(Beginning of Available records)

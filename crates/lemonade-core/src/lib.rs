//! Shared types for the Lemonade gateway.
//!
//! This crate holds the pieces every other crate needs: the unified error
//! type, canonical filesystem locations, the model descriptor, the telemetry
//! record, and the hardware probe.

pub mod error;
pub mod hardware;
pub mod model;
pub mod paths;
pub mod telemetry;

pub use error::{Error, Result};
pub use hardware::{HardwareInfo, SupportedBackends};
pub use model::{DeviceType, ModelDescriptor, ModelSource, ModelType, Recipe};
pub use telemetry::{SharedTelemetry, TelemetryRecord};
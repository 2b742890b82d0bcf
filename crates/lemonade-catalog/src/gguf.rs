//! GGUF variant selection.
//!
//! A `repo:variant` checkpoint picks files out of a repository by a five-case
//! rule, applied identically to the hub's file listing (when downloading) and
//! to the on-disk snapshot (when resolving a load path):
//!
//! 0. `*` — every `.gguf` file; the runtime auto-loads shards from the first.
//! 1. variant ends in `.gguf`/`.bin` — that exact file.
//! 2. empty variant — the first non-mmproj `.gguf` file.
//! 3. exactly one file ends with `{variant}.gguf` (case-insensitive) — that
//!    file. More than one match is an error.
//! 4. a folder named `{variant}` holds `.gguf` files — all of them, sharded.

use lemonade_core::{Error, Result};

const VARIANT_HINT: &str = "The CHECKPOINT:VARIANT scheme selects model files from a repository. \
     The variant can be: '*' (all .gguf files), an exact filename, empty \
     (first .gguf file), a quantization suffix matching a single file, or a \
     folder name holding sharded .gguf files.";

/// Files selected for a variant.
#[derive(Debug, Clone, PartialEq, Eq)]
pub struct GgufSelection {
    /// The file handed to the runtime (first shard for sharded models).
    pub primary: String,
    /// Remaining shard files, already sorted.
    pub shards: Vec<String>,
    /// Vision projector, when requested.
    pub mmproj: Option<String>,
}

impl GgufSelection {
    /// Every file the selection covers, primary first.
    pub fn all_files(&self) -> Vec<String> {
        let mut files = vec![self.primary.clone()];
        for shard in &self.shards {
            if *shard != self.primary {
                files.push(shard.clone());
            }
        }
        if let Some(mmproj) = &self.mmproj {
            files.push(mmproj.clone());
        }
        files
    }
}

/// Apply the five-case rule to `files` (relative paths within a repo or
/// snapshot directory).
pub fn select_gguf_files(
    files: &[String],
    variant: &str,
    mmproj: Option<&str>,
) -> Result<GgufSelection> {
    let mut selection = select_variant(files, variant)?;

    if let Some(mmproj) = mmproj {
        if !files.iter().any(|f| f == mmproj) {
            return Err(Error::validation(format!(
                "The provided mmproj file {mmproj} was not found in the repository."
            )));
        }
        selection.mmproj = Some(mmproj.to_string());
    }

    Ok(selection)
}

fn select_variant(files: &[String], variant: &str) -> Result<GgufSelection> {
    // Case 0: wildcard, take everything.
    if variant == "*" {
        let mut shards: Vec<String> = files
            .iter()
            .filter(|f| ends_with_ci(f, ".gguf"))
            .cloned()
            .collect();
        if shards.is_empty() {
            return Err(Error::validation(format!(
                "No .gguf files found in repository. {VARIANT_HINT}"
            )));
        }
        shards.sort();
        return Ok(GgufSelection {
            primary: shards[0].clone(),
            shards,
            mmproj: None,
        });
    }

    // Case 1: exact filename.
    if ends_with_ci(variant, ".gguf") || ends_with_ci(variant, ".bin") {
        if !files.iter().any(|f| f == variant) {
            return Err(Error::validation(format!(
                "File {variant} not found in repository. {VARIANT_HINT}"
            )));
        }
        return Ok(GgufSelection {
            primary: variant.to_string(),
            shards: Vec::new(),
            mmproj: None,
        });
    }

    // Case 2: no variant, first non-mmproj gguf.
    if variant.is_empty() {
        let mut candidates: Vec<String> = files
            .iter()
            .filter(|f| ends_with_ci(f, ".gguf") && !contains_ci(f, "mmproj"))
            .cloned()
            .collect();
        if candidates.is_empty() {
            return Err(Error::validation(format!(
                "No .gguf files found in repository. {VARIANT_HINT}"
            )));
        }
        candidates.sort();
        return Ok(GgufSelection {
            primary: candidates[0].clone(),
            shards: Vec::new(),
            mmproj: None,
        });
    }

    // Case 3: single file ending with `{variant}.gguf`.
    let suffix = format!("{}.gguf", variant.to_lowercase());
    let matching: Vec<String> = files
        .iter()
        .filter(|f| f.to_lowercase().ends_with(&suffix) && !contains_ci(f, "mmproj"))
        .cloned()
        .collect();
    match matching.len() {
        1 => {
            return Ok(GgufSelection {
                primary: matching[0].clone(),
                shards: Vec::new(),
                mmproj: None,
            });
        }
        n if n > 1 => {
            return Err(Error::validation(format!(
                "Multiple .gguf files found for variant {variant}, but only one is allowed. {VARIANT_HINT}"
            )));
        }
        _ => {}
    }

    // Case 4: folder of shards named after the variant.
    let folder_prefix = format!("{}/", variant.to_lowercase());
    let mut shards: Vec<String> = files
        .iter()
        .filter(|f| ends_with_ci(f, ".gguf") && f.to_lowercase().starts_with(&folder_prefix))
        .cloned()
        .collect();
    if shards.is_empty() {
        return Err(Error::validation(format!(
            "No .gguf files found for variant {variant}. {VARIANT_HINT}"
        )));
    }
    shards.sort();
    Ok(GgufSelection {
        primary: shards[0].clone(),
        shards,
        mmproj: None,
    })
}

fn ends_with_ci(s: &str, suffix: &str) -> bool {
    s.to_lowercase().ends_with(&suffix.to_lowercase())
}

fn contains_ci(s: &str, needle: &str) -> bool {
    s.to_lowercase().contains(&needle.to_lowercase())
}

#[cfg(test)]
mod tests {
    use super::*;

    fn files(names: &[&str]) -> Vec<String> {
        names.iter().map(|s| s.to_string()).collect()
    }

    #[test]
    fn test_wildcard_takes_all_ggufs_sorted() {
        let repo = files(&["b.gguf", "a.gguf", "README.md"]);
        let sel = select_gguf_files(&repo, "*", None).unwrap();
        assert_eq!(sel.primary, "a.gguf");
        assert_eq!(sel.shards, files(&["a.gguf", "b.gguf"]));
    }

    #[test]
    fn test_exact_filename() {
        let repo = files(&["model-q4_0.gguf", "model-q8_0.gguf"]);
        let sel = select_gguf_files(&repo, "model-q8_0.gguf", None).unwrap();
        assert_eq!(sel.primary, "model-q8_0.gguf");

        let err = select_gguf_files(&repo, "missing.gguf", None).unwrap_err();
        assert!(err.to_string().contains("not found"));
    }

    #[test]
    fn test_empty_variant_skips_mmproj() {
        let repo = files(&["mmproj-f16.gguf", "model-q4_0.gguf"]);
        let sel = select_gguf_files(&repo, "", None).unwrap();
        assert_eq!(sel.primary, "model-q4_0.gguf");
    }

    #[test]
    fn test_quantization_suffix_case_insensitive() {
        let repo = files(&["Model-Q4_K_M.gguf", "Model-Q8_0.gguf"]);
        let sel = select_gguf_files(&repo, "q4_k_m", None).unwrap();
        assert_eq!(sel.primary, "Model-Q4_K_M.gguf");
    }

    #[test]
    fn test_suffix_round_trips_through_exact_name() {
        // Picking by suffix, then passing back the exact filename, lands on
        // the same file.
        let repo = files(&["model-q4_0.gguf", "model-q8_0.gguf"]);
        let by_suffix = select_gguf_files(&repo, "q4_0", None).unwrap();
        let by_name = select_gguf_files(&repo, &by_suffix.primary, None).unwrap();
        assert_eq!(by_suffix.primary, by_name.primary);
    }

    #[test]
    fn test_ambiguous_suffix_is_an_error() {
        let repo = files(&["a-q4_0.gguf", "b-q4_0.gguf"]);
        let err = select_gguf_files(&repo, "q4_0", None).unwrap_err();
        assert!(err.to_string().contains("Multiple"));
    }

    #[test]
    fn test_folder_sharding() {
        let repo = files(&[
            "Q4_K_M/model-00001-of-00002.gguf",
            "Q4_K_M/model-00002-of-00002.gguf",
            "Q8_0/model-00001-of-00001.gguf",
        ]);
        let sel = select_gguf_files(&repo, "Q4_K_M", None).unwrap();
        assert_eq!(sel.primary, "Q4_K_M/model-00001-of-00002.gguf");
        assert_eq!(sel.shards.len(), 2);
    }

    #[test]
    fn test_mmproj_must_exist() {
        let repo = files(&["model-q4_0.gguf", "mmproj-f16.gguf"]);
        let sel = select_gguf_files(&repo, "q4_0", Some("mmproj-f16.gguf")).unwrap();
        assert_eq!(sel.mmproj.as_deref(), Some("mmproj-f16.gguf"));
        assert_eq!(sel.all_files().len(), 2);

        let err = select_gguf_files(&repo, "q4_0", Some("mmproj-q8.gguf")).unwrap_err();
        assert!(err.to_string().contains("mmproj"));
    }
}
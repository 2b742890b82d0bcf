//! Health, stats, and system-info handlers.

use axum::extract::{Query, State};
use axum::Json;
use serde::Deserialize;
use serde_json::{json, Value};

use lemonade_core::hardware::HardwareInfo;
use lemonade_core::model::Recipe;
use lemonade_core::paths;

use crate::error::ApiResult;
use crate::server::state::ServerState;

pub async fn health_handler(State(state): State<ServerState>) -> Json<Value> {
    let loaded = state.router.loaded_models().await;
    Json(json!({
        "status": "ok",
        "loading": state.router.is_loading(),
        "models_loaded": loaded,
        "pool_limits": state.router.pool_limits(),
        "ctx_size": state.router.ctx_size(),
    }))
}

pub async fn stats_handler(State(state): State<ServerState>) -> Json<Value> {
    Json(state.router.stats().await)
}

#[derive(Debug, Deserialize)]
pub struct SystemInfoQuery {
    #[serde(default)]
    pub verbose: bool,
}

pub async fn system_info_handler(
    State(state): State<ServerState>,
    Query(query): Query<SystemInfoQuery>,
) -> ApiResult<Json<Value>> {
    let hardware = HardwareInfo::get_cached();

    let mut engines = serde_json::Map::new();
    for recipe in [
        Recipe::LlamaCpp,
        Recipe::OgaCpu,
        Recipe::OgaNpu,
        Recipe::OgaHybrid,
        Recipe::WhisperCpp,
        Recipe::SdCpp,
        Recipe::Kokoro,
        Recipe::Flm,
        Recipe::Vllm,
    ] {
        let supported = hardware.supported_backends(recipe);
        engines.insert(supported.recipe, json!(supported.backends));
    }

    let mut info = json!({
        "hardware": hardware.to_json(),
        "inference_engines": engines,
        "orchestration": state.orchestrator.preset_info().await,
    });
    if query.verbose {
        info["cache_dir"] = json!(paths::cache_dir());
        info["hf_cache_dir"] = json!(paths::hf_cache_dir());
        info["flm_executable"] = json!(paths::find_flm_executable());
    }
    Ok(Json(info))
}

(End of Available records)

_What you should do:_ Beginning with the first line of the records above, reproduce each line exactly, ending at the line that contains "the hardware probe.", and leave out everything else.

_Solved exercise:_
filename crates/lemonade-core/src/lib.rs
//! Shared types for the Lemonade gateway.
//!
//! This crate holds the pieces every other crate needs: the unified error
//! type, canonical filesystem locations, the model descriptor, the telemetry
//! record, and the hardware probe.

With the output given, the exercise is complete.